By making the benefits obvious, your potential users will be able to understand and adopt your solution easily. This comes with proper research and understanding of your target market. Features are good to know, but benefits to your user is the thing that sells your product/service.
2. Keep it simple
Many MP3 players had a lot of features, but suffered from truncated title names, hard to navigate interfaces, music files viewable only in “tree” view, needing, buggy syncing programs, and the list goes on.
The iPod was way simpler. A click wheel, five buttons, and a simple menu system to navigate your music library. Missing volume, power and backlight buttons but it became the music player which focused most on the music with the easiest user experience.

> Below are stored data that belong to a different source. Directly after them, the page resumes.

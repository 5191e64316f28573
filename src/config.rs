//! Supervisor configuration, loaded from TOML.
//!
//! Every section and field has a default, so a file only needs to name
//! what differs from a three-bank, single-unit pack. The relay mapping has
//! no sensible default and must always be supplied.

use crate::balance::{RelayMappingError, RelayTable};
use crate::hardware::MUX_CHANNELS;
use crate::topology::Topology;
use crate::transport::UnitTarget;
use serde::{Deserialize, Serialize};
use std::collections::BTreeMap;
use std::path::{Path, PathBuf};
use thiserror::Error;

pub const MAX_SERIES_BANKS: usize = MUX_CHANNELS;

// Pack shape
const DEFAULT_SERIES_BANKS: usize = 3;
const DEFAULT_SENSORS_PER_BANK: usize = 8;
const DEFAULT_PARALLEL_BATTERIES: usize = 1;

// Temperature bus timing, tuned for a 9600 baud half-duplex bridge
const DEFAULT_BUS_PORT: u16 = 10001;
const DEFAULT_QUERY_DELAY_MS: u64 = 250;
const DEFAULT_INTER_UNIT_DELAY_MS: u64 = 500;
const DEFAULT_CONNECT_TIMEOUT_MS: u64 = 5000;
const DEFAULT_RESPONSE_BUDGET_MS: u64 = 2000;
const DEFAULT_READ_POLL_MS: u64 = 100;
const DEFAULT_FAILURE_SETTLE_MS: u64 = 3000;
const DEFAULT_PROBE_TIMEOUT_MS: u64 = 1000;

// Voltage front end (TCA9548A multiplexer + ADS1115 converter)
const DEFAULT_MUX_ADDRESS: u8 = 0x70;
const DEFAULT_METER_ADDRESS: u8 = 0x49;
const CONTINUOUS_MODE_CONFIG: u16 = 0x0100;
const SAMPLE_RATE_CONFIG: u16 = 0x0080;
const GAIN_CONFIG: u16 = 0x0400;

// GPIO (BCM numbering)
const DEFAULT_RELAY_PINS: [u32; 4] = [17, 18, 27, 22];
const DEFAULT_CONVERTER_PIN: u32 = 5;
const DEFAULT_ALARM_PIN: u32 = 6;
const DEFAULT_FAN_PIN: u32 = 4;

#[derive(Debug, Error)]
pub enum ConfigError {
    #[error("cannot read {path}: {source}")]
    Io {
        path: PathBuf,
        #[source]
        source: std::io::Error,
    },
    #[error("cannot parse configuration: {0}")]
    Parse(#[from] toml::de::Error),
    #[error("invalid configuration: {}", .0.join("; "))]
    Invalid(Vec<String>),
}

#[derive(Debug, Clone, Serialize, Deserialize)]
#[serde(default)]
pub struct PackConfig {
    pub num_series_banks: usize,
    pub sensors_per_bank: usize,
    pub number_of_parallel_batteries: usize,
}

impl Default for PackConfig {
    fn default() -> Self {
        Self {
            num_series_banks: DEFAULT_SERIES_BANKS,
            sensors_per_bank: DEFAULT_SENSORS_PER_BANK,
            number_of_parallel_batteries: DEFAULT_PARALLEL_BATTERIES,
        }
    }
}

#[derive(Debug, Clone, Serialize, Deserialize)]
#[serde(default)]
pub struct TemperatureConfig {
    pub host: String,
    pub port: u16,
    /// One bus unit id per parallel battery, in battery order.
    pub unit_ids: Vec<u8>,
    /// Per-unit bridge ports; empty means every unit uses `port`.
    pub unit_ports: Vec<u16>,
    pub start_register: u16,
    pub scaling_factor: f64,
    pub poll_interval_s: u64,
    pub query_delay_ms: u64,
    pub inter_unit_delay_ms: u64,
    pub connect_timeout_ms: u64,
    pub response_budget_ms: u64,
    pub read_poll_ms: u64,
    pub failure_settle_ms: u64,
    pub probe_timeout_ms: u64,
    pub max_retries: u32,
    pub network_retries: u32,
    pub retry_backoff_base: u32,
    pub valid_min: f64,
    pub high_threshold: f64,
    pub low_threshold: f64,
    pub abs_deviation_threshold: f64,
    pub deviation_threshold: f64,
    pub rise_threshold: f64,
    pub disconnection_lag_threshold: f64,
    pub cabinet_over_temp_threshold: f64,
    pub cold_threshold: f64,
}

impl Default for TemperatureConfig {
    fn default() -> Self {
        Self {
            host: "127.0.0.1".into(),
            port: DEFAULT_BUS_PORT,
            unit_ids: vec![1],
            unit_ports: Vec::new(),
            start_register: 0,
            scaling_factor: 100.0,
            poll_interval_s: 10,
            query_delay_ms: DEFAULT_QUERY_DELAY_MS,
            inter_unit_delay_ms: DEFAULT_INTER_UNIT_DELAY_MS,
            connect_timeout_ms: DEFAULT_CONNECT_TIMEOUT_MS,
            response_budget_ms: DEFAULT_RESPONSE_BUDGET_MS,
            read_poll_ms: DEFAULT_READ_POLL_MS,
            failure_settle_ms: DEFAULT_FAILURE_SETTLE_MS,
            probe_timeout_ms: DEFAULT_PROBE_TIMEOUT_MS,
            max_retries: 3,
            network_retries: 3,
            retry_backoff_base: 1,
            valid_min: 0.0,
            high_threshold: 42.0,
            low_threshold: 0.0,
            abs_deviation_threshold: 2.0,
            deviation_threshold: 0.1,
            rise_threshold: 2.0,
            disconnection_lag_threshold: 0.5,
            cabinet_over_temp_threshold: 35.0,
            cold_threshold: 10.0,
        }
    }
}

#[derive(Debug, Clone, Serialize, Deserialize)]
#[serde(default)]
pub struct VoltageConfig {
    pub multiplexer_address: u8,
    pub meter_address: u8,
    pub config_register: u8,
    pub conversion_register: u8,
    pub continuous_mode_config: u16,
    pub sample_rate_config: u16,
    pub gain_config: u16,
    pub full_scale_volts: f64,
    pub divider_ratio: f64,
    /// Per-bank multipliers; empty means 1.0 for every bank.
    pub calibration_factors: Vec<f64>,
    pub settle_ms: u64,
    pub read_attempts: u32,
    pub low_threshold: f64,
    pub high_threshold: f64,
}

impl Default for VoltageConfig {
    fn default() -> Self {
        Self {
            multiplexer_address: DEFAULT_MUX_ADDRESS,
            meter_address: DEFAULT_METER_ADDRESS,
            config_register: 0x01,
            conversion_register: 0x00,
            continuous_mode_config: CONTINUOUS_MODE_CONFIG,
            sample_rate_config: SAMPLE_RATE_CONFIG,
            gain_config: GAIN_CONFIG,
            full_scale_volts: 6.144,
            divider_ratio: 0.01592,
            calibration_factors: Vec::new(),
            settle_ms: 50,
            read_attempts: 2,
            low_threshold: 18.5,
            high_threshold: 21.0,
        }
    }
}

impl VoltageConfig {
    pub fn config_word(&self) -> u16 {
        self.continuous_mode_config | self.sample_rate_config | self.gain_config
    }

    pub fn calibration_factor(&self, bank: usize) -> f64 {
        bank.checked_sub(1)
            .and_then(|i| self.calibration_factors.get(i))
            .copied()
            .unwrap_or(1.0)
    }
}

#[derive(Debug, Clone, Serialize, Deserialize)]
#[serde(default)]
pub struct BalanceConfig {
    pub voltage_difference_to_balance: f64,
    pub duration_s: u64,
    pub rest_period_s: u64,
    pub sample_interval_ms: u64,
    pub min_voltage_delta: f64,
    pub drift_tolerance: f64,
    /// `"source-dest"` to the relay indices that connect that pair.
    pub relay_mapping: BTreeMap<String, Vec<u8>>,
}

impl Default for BalanceConfig {
    fn default() -> Self {
        Self {
            voltage_difference_to_balance: 0.1,
            duration_s: 5,
            rest_period_s: 60,
            sample_interval_ms: 2000,
            min_voltage_delta: 0.01,
            drift_tolerance: 0.0,
            relay_mapping: BTreeMap::new(),
        }
    }
}

#[derive(Debug, Clone, Serialize, Deserialize)]
#[serde(default)]
pub struct HardwareConfig {
    pub i2c_bus: u8,
    pub gpio_base: String,
    pub relay_pins: Vec<u32>,
    pub converter_pin: u32,
    pub alarm_pin: u32,
    pub fan_pin: u32,
}

impl Default for HardwareConfig {
    fn default() -> Self {
        Self {
            i2c_bus: 1,
            gpio_base: "/sys/class/gpio".into(),
            relay_pins: DEFAULT_RELAY_PINS.to_vec(),
            converter_pin: DEFAULT_CONVERTER_PIN,
            alarm_pin: DEFAULT_ALARM_PIN,
            fan_pin: DEFAULT_FAN_PIN,
        }
    }
}

#[derive(Debug, Clone, Serialize, Deserialize)]
#[serde(default)]
pub struct SelfTestConfig {
    pub enabled: bool,
    pub attempts: u32,
    pub retry_wait_s: u64,
}

impl Default for SelfTestConfig {
    fn default() -> Self {
        Self {
            enabled: true,
            attempts: 5,
            retry_wait_s: 120,
        }
    }
}

#[derive(Debug, Clone, Serialize, Deserialize)]
#[serde(default)]
pub struct StatusConfig {
    pub bind: String,
    pub event_log_size: usize,
}

impl Default for StatusConfig {
    fn default() -> Self {
        Self {
            bind: "127.0.0.1:8080".into(),
            event_log_size: 20,
        }
    }
}

#[derive(Debug, Clone, Serialize, Deserialize)]
#[serde(default)]
pub struct LoggingConfig {
    pub level: String,
}

impl Default for LoggingConfig {
    fn default() -> Self {
        Self {
            level: "info".into(),
        }
    }
}

#[derive(Debug, Clone, Serialize, Deserialize)]
#[serde(default)]
pub struct Config {
    /// Where calibration offsets are persisted.
    pub data_dir: PathBuf,
    pub pack: PackConfig,
    pub temperature: TemperatureConfig,
    pub voltage: VoltageConfig,
    pub balance: BalanceConfig,
    pub hardware: HardwareConfig,
    pub self_test: SelfTestConfig,
    pub status: StatusConfig,
    pub logging: LoggingConfig,
}

impl Default for Config {
    fn default() -> Self {
        Self {
            data_dir: PathBuf::from("."),
            pack: PackConfig::default(),
            temperature: TemperatureConfig::default(),
            voltage: VoltageConfig::default(),
            balance: BalanceConfig::default(),
            hardware: HardwareConfig::default(),
            self_test: SelfTestConfig::default(),
            status: StatusConfig::default(),
            logging: LoggingConfig::default(),
        }
    }
}

impl Config {
    pub fn load(path: &Path) -> Result<Self, ConfigError> {
        let text = std::fs::read_to_string(path).map_err(|source| ConfigError::Io {
            path: path.to_path_buf(),
            source,
        })?;
        Self::from_toml_str(&text)
    }

    pub fn from_toml_str(text: &str) -> Result<Self, ConfigError> {
        Ok(toml::from_str(text)?)
    }

    pub fn topology(&self) -> Result<Topology, ConfigError> {
        Topology::new(
            self.pack.num_series_banks,
            self.pack.sensors_per_bank,
            self.pack.number_of_parallel_batteries,
        )
        .map_err(|e| ConfigError::Invalid(vec![e.to_string()]))
    }

    pub fn relay_table(&self) -> Result<RelayTable, ConfigError> {
        RelayTable::from_mapping(
            &self.balance.relay_mapping,
            self.pack.num_series_banks,
            self.hardware.relay_pins.len(),
        )
        .map_err(|errors| ConfigError::Invalid(errors.iter().map(RelayMappingError::to_string).collect()))
    }

    /// Bus targets in battery order, pairing each unit id with its port.
    pub fn unit_targets(&self) -> Vec<UnitTarget> {
        self.temperature
            .unit_ids
            .iter()
            .enumerate()
            .map(|(i, &unit_id)| UnitTarget {
                unit_id,
                port: self
                    .temperature
                    .unit_ports
                    .get(i)
                    .copied()
                    .unwrap_or(self.temperature.port),
            })
            .collect()
    }

    /// Checks every constraint and reports all violations at once.
    pub fn validate(&self) -> Result<(), ConfigError> {
        let mut problems = Vec::new();
        let pack = &self.pack;
        let temp = &self.temperature;
        let volt = &self.voltage;

        if pack.num_series_banks == 0 || pack.num_series_banks > MAX_SERIES_BANKS {
            problems.push(format!(
                "num_series_banks must be between 1 and {MAX_SERIES_BANKS}, got {}",
                pack.num_series_banks
            ));
        }
        if pack.sensors_per_bank == 0 {
            problems.push("sensors_per_bank must be at least 1".to_string());
        }
        if pack.number_of_parallel_batteries == 0 {
            problems.push("number_of_parallel_batteries must be at least 1".to_string());
        }
        if temp.unit_ids.len() != pack.number_of_parallel_batteries {
            problems.push(format!(
                "unit_ids has {} entries but number_of_parallel_batteries is {}",
                temp.unit_ids.len(),
                pack.number_of_parallel_batteries
            ));
        }
        if !temp.unit_ports.is_empty() && temp.unit_ports.len() != temp.unit_ids.len() {
            problems.push(format!(
                "unit_ports has {} entries for {} units",
                temp.unit_ports.len(),
                temp.unit_ids.len()
            ));
        }
        let sensors_per_battery = pack.num_series_banks * pack.sensors_per_bank;
        if sensors_per_battery > usize::from(u8::MAX / 2) {
            problems.push(format!(
                "{sensors_per_battery} sensors per battery exceed one register read"
            ));
        }
        if temp.max_retries == 0 || temp.network_retries == 0 {
            problems.push("retry budgets must be at least 1".to_string());
        }
        if temp.scaling_factor == 0.0 {
            problems.push("scaling_factor must be non-zero".to_string());
        }
        if temp.low_threshold >= temp.high_threshold {
            problems.push(format!(
                "temperature low_threshold {} must be below high_threshold {}",
                temp.low_threshold, temp.high_threshold
            ));
        }
        if volt.low_threshold >= volt.high_threshold {
            problems.push(format!(
                "voltage low_threshold {} must be below high_threshold {}",
                volt.low_threshold, volt.high_threshold
            ));
        }
        if volt.divider_ratio <= 0.0 {
            problems.push("divider_ratio must be positive".to_string());
        }
        if volt.read_attempts == 0 {
            problems.push("voltage read_attempts must be at least 1".to_string());
        }
        if !volt.calibration_factors.is_empty()
            && volt.calibration_factors.len() != pack.num_series_banks
        {
            problems.push(format!(
                "calibration_factors has {} entries for {} banks",
                volt.calibration_factors.len(),
                pack.num_series_banks
            ));
        }
        if self.balance.sample_interval_ms == 0 {
            problems.push("balance sample_interval_ms must be positive".to_string());
        }
        if self.status.event_log_size == 0 {
            problems.push("event_log_size must be at least 1".to_string());
        }
        if let Err(errors) = RelayTable::from_mapping(
            &self.balance.relay_mapping,
            pack.num_series_banks,
            self.hardware.relay_pins.len(),
        ) {
            problems.extend(errors.iter().map(RelayMappingError::to_string));
        }

        if problems.is_empty() {
            Ok(())
        } else {
            Err(ConfigError::Invalid(problems))
        }
    }
}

Features are often great to have, but if the process becomes too complicated, the user experience suffers. When it gets too difficult, most users give up and switch to simpler alternatives. Therefore, keep it real simple for your users and they will appreciate it by supporting your product/service.
3. Encourage a community to build and grow on your platform / service
Having a well-designed product definitely helps, but its exceptional user experience was only part of the success formula for the iPod. The iTunes Music Store was also crucial to the whole experience. Besides having an amazing gadget, now users can buy, download and sync music to their iPods easily. As of February 2010, the 10 billionth song sold through the iTunes Music Store.
As for your product or service, it would be useful to invite and encourage a community to benefit and make money through your platform. WordPress is a good example on how developers can create premium themes to benefit users while making money.This will increase engagement and revenue for both you and your users.